- [Exercise]: Among the entries below, find how many lines carry the word "instrument" and state only that figure.
- - - - - - -
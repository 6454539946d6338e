//! Usage Reports v4 API client.

use std::time::Duration;

use async_trait::async_trait;
use reqwest::Client;
use tracing::{debug, instrument};
use url::Url;

use super::models::{GetReportsSnapshotOptions, SnapshotList, UsageReportsError};
use super::traits::{ClientError, SnapshotSource};

/// Default Usage Reports API endpoint.
pub const USAGE_REPORTS_API_BASE: &str = "https://billing.cloud.ibm.com";

const SNAPSHOTS_PATH: &str = "/v1/billing-reports-snapshots";

pub(crate) const USER_AGENT: &str = concat!("usage-reports/", env!("CARGO_PKG_VERSION"));

/// Treat the last path segment of an endpoint as a directory, so relative
/// joins append to it instead of replacing it.
pub(crate) fn as_base_url(mut url: Url) -> Url {
    if !url.path().ends_with('/') {
        let path = format!("{}/", url.path());
        url.set_path(&path);
    }
    url
}

/// Usage Reports v4 API client.
///
/// Authenticates every request with a bearer token obtained by the session.
#[derive(Debug, Clone)]
pub struct UsageReportsClient {
    client: Client,
    base_url: Url,
    bearer_token: String,
}

impl UsageReportsClient {
    /// Create a client against the default endpoint.
    ///
    /// # Errors
    ///
    /// Returns an error if the token is empty or the HTTP client cannot be built.
    pub fn new(bearer_token: impl Into<String>) -> Result<Self, ClientError> {
        Self::builder(bearer_token).build()
    }

    /// Start building a client with a custom endpoint or timeout.
    #[must_use]
    pub fn builder(bearer_token: impl Into<String>) -> UsageReportsClientBuilder {
        UsageReportsClientBuilder {
            bearer_token: bearer_token.into(),
            base_url: None,
            timeout: None,
        }
    }

    /// Endpoint this client talks to.
    #[must_use]
    pub fn base_url(&self) -> &Url {
        &self.base_url
    }

    /// Query parameters for a snapshot listing call, in request order.
    fn build_snapshot_query(options: &GetReportsSnapshotOptions) -> Vec<(&'static str, String)> {
        let mut params = vec![
            ("account_id", options.account_id.clone()),
            ("month", options.month.clone()),
        ];

        if let Some(date_from) = options.date_from {
            params.push(("date_from", date_from.to_string()));
        }

        if let Some(date_to) = options.date_to {
            params.push(("date_to", date_to.to_string()));
        }

        if let Some(limit) = options.limit {
            params.push(("_limit", limit.to_string()));
        }

        if let Some(start) = options.start.as_deref().filter(|s| !s.is_empty()) {
            params.push(("_start", start.to_string()));
        }

        params
    }

    fn snapshots_url(&self, options: &GetReportsSnapshotOptions) -> Result<Url, ClientError> {
        let mut url = self
            .base_url
            .join(SNAPSHOTS_PATH.trim_start_matches('/'))
            .map_err(|e| ClientError::Config(format!("invalid snapshots URL: {e}")))?;
        url.query_pairs_mut()
            .extend_pairs(Self::build_snapshot_query(options));
        Ok(url)
    }

    /// Make a GET request to the Usage Reports API.
    async fn get<T>(&self, url: Url) -> Result<T, ClientError>
    where
        T: serde::de::DeserializeOwned,
    {
        debug!(url = %url, "Making Usage Reports API request");

        let response = self
            .client
            .get(url)
            .bearer_auth(&self.bearer_token)
            .header("Accept", "application/json")
            .send()
            .await?;

        let status = response.status();
        if !status.is_success() {
            let error_text = response.text().await.unwrap_or_default();
            let message = serde_json::from_str::<UsageReportsError>(&error_text)
                .ok()
                .and_then(UsageReportsError::into_message)
                .unwrap_or(error_text);
            return Err(ClientError::Api {
                status: status.as_u16(),
                message,
            });
        }

        let body = response.text().await?;
        serde_json::from_str(&body).map_err(ClientError::Serialization)
    }
}

#[async_trait]
impl SnapshotSource for UsageReportsClient {
    #[instrument(skip(self, options), fields(account_id = %options.account_id, month = %options.month))]
    async fn get_reports_snapshot(
        &self,
        options: &GetReportsSnapshotOptions,
    ) -> Result<SnapshotList, ClientError> {
        let url = self.snapshots_url(options)?;
        self.get(url).await
    }
}

/// Builder for [`UsageReportsClient`].
#[derive(Debug)]
pub struct UsageReportsClientBuilder {
    bearer_token: String,
    base_url: Option<Url>,
    timeout: Option<Duration>,
}

impl UsageReportsClientBuilder {
    #[must_use]
    pub fn base_url(mut self, base_url: Url) -> Self {
        self.base_url = Some(base_url);
        self
    }

    #[must_use]
    pub fn timeout(mut self, timeout: Duration) -> Self {
        self.timeout = Some(timeout);
        self
    }

    /// Build the client.
    ///
    /// # Errors
    ///
    /// Returns an error if the token is empty or the HTTP client cannot be built.
    pub fn build(self) -> Result<UsageReportsClient, ClientError> {
        if self.bearer_token.is_empty() {
            return Err(ClientError::Auth(
                "Usage Reports bearer token is required".to_string(),
            ));
        }

        let base_url = match self.base_url {
            Some(url) => as_base_url(url),
            None => Url::parse(USAGE_REPORTS_API_BASE)
                .map_err(|e| ClientError::Config(e.to_string()))?,
        };

        let mut builder = Client::builder().user_agent(USER_AGENT);
        if let Some(timeout) = self.timeout {
            builder = builder.timeout(timeout);
        }
        let client = builder.build().map_err(ClientError::Http)?;

        Ok(UsageReportsClient {
            client,
            base_url,
            bearer_token: self.bearer_token,
        })
    }
}

#[cfg(test)]
mod tests {
    use super::*;

    #[test]
    fn test_new_client_requires_token() {
        let result = UsageReportsClient::new("");
        assert!(result.is_err());
        assert!(result.unwrap_err().to_string().contains("bearer token"));
    }

    #[test]
    fn test_new_client_with_token() {
        let client = UsageReportsClient::new("token").unwrap();
        assert_eq!(client.base_url().as_str(), "https://billing.cloud.ibm.com/");
    }

    #[test]
    fn test_build_snapshot_query_required_only() {
        let options = GetReportsSnapshotOptions::new("acc-123", "2024-05");
        let query = UsageReportsClient::build_snapshot_query(&options);
        assert_eq!(
            query,
            vec![
                ("account_id", "acc-123".to_string()),
                ("month", "2024-05".to_string()),
            ]
        );
    }

    #[test]
    fn test_build_snapshot_query_with_window_and_start() {
        let options = GetReportsSnapshotOptions::new("acc-123", "2024-05")
            .with_date_from(1_714_521_600_000)
            .with_date_to(1_717_199_999_999)
            .with_limit(30)
            .with_start("tok1");
        let query = UsageReportsClient::build_snapshot_query(&options);
        assert!(query.contains(&("date_from", "1714521600000".to_string())));
        assert!(query.contains(&("date_to", "1717199999999".to_string())));
        assert!(query.contains(&("_limit", "30".to_string())));
        assert!(query.contains(&("_start", "tok1".to_string())));
    }

    #[test]
    fn test_build_snapshot_query_skips_empty_start() {
        let options = GetReportsSnapshotOptions::new("acc-123", "2024-05").with_start("");
        let query = UsageReportsClient::build_snapshot_query(&options);
        assert!(query.iter().all(|(k, _)| *k != "_start"));
    }

    #[test]
    fn test_snapshots_url_from_root_base() {
        let client = UsageReportsClient::builder("token")
            .base_url(Url::parse("http://localhost:8080/").unwrap())
            .build()
            .unwrap();
        let url = client
            .snapshots_url(&GetReportsSnapshotOptions::new("acc 1", "2024-05"))
            .unwrap();
        assert_eq!(
            url.as_str(),
            "http://localhost:8080/v1/billing-reports-snapshots?account_id=acc+1&month=2024-05"
        );
    }

    #[test]
    fn test_snapshots_url_keeps_base_path_prefix() {
        for base in ["http://localhost:8080/billing", "http://localhost:8080/billing/"] {
            let client = UsageReportsClient::builder("token")
                .base_url(Url::parse(base).unwrap())
                .build()
                .unwrap();
            let url = client
                .snapshots_url(&GetReportsSnapshotOptions::new("acc-123", "2024-05"))
                .unwrap();
            assert_eq!(url.path(), "/billing/v1/billing-reports-snapshots", "base {base}");
        }
    }
}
- - - - - - -
- [Answer area]: 2